The response must consist of the lines below from the one with "pub fn new(id: WorkerId)" through the one with "let mut writer", exactly as they appear and with both ends kept.

**RECORDS TO USE:**
--------------------------------------------------

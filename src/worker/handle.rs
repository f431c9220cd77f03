//! Worker handle: the pool manager's proxy for one worker slot.
//!
//! Each attached process gets three background tasks: a writer draining the
//! outbox into stdin, a reader turning stdout lines into [`WorkerSignal`]s
//! (and reporting the exit once stdout closes), and a stderr forwarder.
//! Output that cannot be framed is reported as [`SignalKind::Unreadable`];
//! the reader then waits for the exit, so the owner must kill the process.
//! Signals carry the slot's generation so anything from a replaced process
//! can be told apart from the current one.

use tokio::io::{AsyncBufReadExt, AsyncRead, BufReader};
use tokio::sync::{mpsc, oneshot};
use tracing::{debug, warn};

use crate::protocol::{
    JobId, ManagerEnvelope, WorkerEnvelope, envelope_reader, envelope_writer, next_envelope,
    send_envelope,
};
use crate::worker::launcher::WorkerProcess;
use crate::worker::state::{WorkerId, WorkerState};

/// Something observed on a worker's pipes.
#[derive(Debug)]
pub struct WorkerSignal {
    pub worker_id: WorkerId,
    pub generation: u64,
    pub kind: SignalKind,
}

#[derive(Debug)]
pub enum SignalKind {
    /// A decoded envelope from the worker's stdout.
    Envelope(WorkerEnvelope),
    /// Stdout can no longer be read. Nothing more will be relayed until the
    /// process exits.
    Unreadable { reason: String },
    /// The worker process is gone.
    Exited { code: Option<i32> },
}

/// Manager-side proxy for one pool slot.
pub struct WorkerHandle {
    id: WorkerId,
    generation: u64,
    state: WorkerState,
    current_job: Option<JobId>,
    pid: Option<u32>,
    restarts: u32,
    fault: Option<String>,
    outbox: Option<mpsc::UnboundedSender<ManagerEnvelope>>,
    kill: Option<oneshot::Sender<()>>,
}

impl WorkerHandle {
    /// An empty slot with no process attached.
    pub fn new(id: WorkerId) -> Self {
        Self {
            id,
            generation: 0,
            state: WorkerState::Terminated,
            current_job: None,
            pid: None,
            restarts: 0,
            fault: None,
            outbox: None,
            kill: None,
        }
    }

    /// Attach a freshly launched process and start its IO tasks.
    pub fn attach(&mut self, process: WorkerProcess, signals: mpsc::UnboundedSender<WorkerSignal>) {
        if self.generation > 0 {
            self.restarts += 1;
        }
        self.generation += 1;
        self.state = WorkerState::Starting;
        self.current_job = None;
        self.fault = None;
        self.pid = process.pid;

        let WorkerProcess {
            pid: _,
            stdin,
            stdout,
            stderr,
            exit,
            kill,
        } = process;

        let (outbox_tx, mut outbox_rx) = mpsc::unbounded_channel::<ManagerEnvelope>();
        let worker_id = self.id;
        let generation = self.generation;

        tokio::spawn(async move {
            let mut writer = envelope_writer(stdin);
            while let Some(envelope) = outbox_rx.recv().await {
                if let Err(e) = send_envelope(&mut writer, &envelope).await {
                    warn!(worker_id, error = %e, "Failed to write to worker");
                    break;
                }
            }
        });

        tokio::spawn(async move {
            let mut reader = envelope_reader(stdout);
            let mut exit = exit;
            let relay = |envelope: WorkerEnvelope| {
                signals
                    .send(WorkerSignal {
                        worker_id,
                        generation,
                        kind: SignalKind::Envelope(envelope),
                    })
                    .is_ok()
            };

            let code = loop {
                tokio::select! {
                    biased;

                    envelope = next_envelope::<_, WorkerEnvelope>(&mut reader) => match envelope {
                        Ok(Some(envelope)) => {
                            if !relay(envelope) {
                                return;
                            }
                        }
                        Ok(None) => break (&mut exit).await,
                        Err(e) => {
                            warn!(worker_id, error = %e, "Worker output unreadable");
                            let reported = signals
                                .send(WorkerSignal {
                                    worker_id,
                                    generation,
                                    kind: SignalKind::Unreadable {
                                        reason: e.to_string(),
                                    },
                                })
                                .is_ok();
                            if !reported {
                                return;
                            }
                            break (&mut exit).await;
                        }
                    },

                    code = &mut exit => {
                        // Pick up whatever the worker wrote before it went away.
                        while let Ok(Some(envelope)) = next_envelope(&mut reader).await {
                            if !relay(envelope) {
                                return;
                            }
                        }
                        break code;
                    }
                }
            };

            let _ = signals.send(WorkerSignal {
                worker_id,
                generation,
                kind: SignalKind::Exited { code },
            });
        });

        if let Some(stderr) = stderr {
            tokio::spawn(forward_stderr(worker_id, stderr));
        }

        self.outbox = Some(outbox_tx);
        self.kill = Some(kill);
    }

    /// Queue an envelope for the worker. Returns false if the writer is gone.
    pub fn send(&self, envelope: ManagerEnvelope) -> bool {
        match self.outbox {
            Some(ref outbox) => outbox.send(envelope).is_ok(),
            None => false,
        }
    }

    /// Force the process down. Its exit still arrives as a signal.
    pub fn kill(&mut self) {
        if let Some(kill) = self.kill.take() {
            let _ = kill.send(());
        }
    }

    /// Kill a process that can no longer be trusted, remembering why.
    pub fn fail(&mut self, reason: impl Into<String>) {
        if self.fault.is_none() {
            self.fault = Some(reason.into());
        }
        self.kill();
    }

    /// Why the process was killed by [`fail`](Self::fail), if it was.
    pub fn fault(&self) -> Option<&str> {
        self.fault.as_deref()
    }

    /// Forget the process after its exit has been observed.
    pub fn detach(&mut self) {
        self.fault = None;
        self.outbox = None;
        self.kill = None;
        self.pid = None;
        self.current_job = None;
    }

    /// Transition to a new state.
    pub fn transition_to(&mut self, target: WorkerState) -> Result<(), String> {
        if self.state == target {
            return Ok(());
        }
        if !self.state.can_transition_to(target) {
            return Err(format!(
                "Worker {} cannot transition from {} to {}",
                self.id, self.state, target
            ));
        }
        self.state = target;
        Ok(())
    }

    /// Mark the worker busy with a job.
    pub fn assign(&mut self, job_id: JobId) -> Result<(), String> {
        self.transition_to(WorkerState::Busy)?;
        self.current_job = Some(job_id);
        Ok(())
    }

    /// Clear the current job and return the slot to `ready`.
    pub fn release(&mut self) -> Option<JobId> {
        let job = self.current_job.take();
        if self.state == WorkerState::Busy {
            self.state = WorkerState::Ready;
        }
        job
    }

    pub fn id(&self) -> WorkerId {
        self.id
    }

    pub fn generation(&self) -> u64 {
        self.generation
    }

    pub fn state(&self) -> WorkerState {
        self.state
    }

    pub fn current_job(&self) -> Option<JobId> {
        self.current_job
    }

    pub fn pid(&self) -> Option<u32> {
        self.pid
    }

    pub fn restarts(&self) -> u32 {
        self.restarts
    }

    pub fn is_idle(&self) -> bool {
        self.state == WorkerState::Ready && self.current_job.is_none()
    }
}

async fn forward_stderr(worker_id: WorkerId, stderr: Box<dyn AsyncRead + Send + Unpin>) {
    let mut lines = BufReader::new(stderr).lines();
    while let Ok(Some(line)) = lines.next_line().await {
        if !line.trim().is_empty() {
            debug!(worker_id, "worker stderr: {}", line);
        }
    }
}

--------------------------------------------------

**EXERCISE RESPONSE:**
    pub fn new(id: WorkerId) -> Self {
        Self {
            id,
            generation: 0,
            state: WorkerState::Terminated,
            current_job: None,
            pid: None,
            restarts: 0,
            fault: None,
            outbox: None,
            kill: None,
        }
    }

    /// Attach a freshly launched process and start its IO tasks.
    pub fn attach(&mut self, process: WorkerProcess, signals: mpsc::UnboundedSender<WorkerSignal>) {
        if self.generation > 0 {
            self.restarts += 1;
        }
        self.generation += 1;
        self.state = WorkerState::Starting;
        self.current_job = None;
        self.fault = None;
        self.pid = process.pid;

        let WorkerProcess {
            pid: _,
            stdin,
            stdout,
            stderr,
            exit,
            kill,
        } = process;

        let (outbox_tx, mut outbox_rx) = mpsc::unbounded_channel::<ManagerEnvelope>();
        let worker_id = self.id;
        let generation = self.generation;

        tokio::spawn(async move {
            let mut writer = envelope_writer(stdin);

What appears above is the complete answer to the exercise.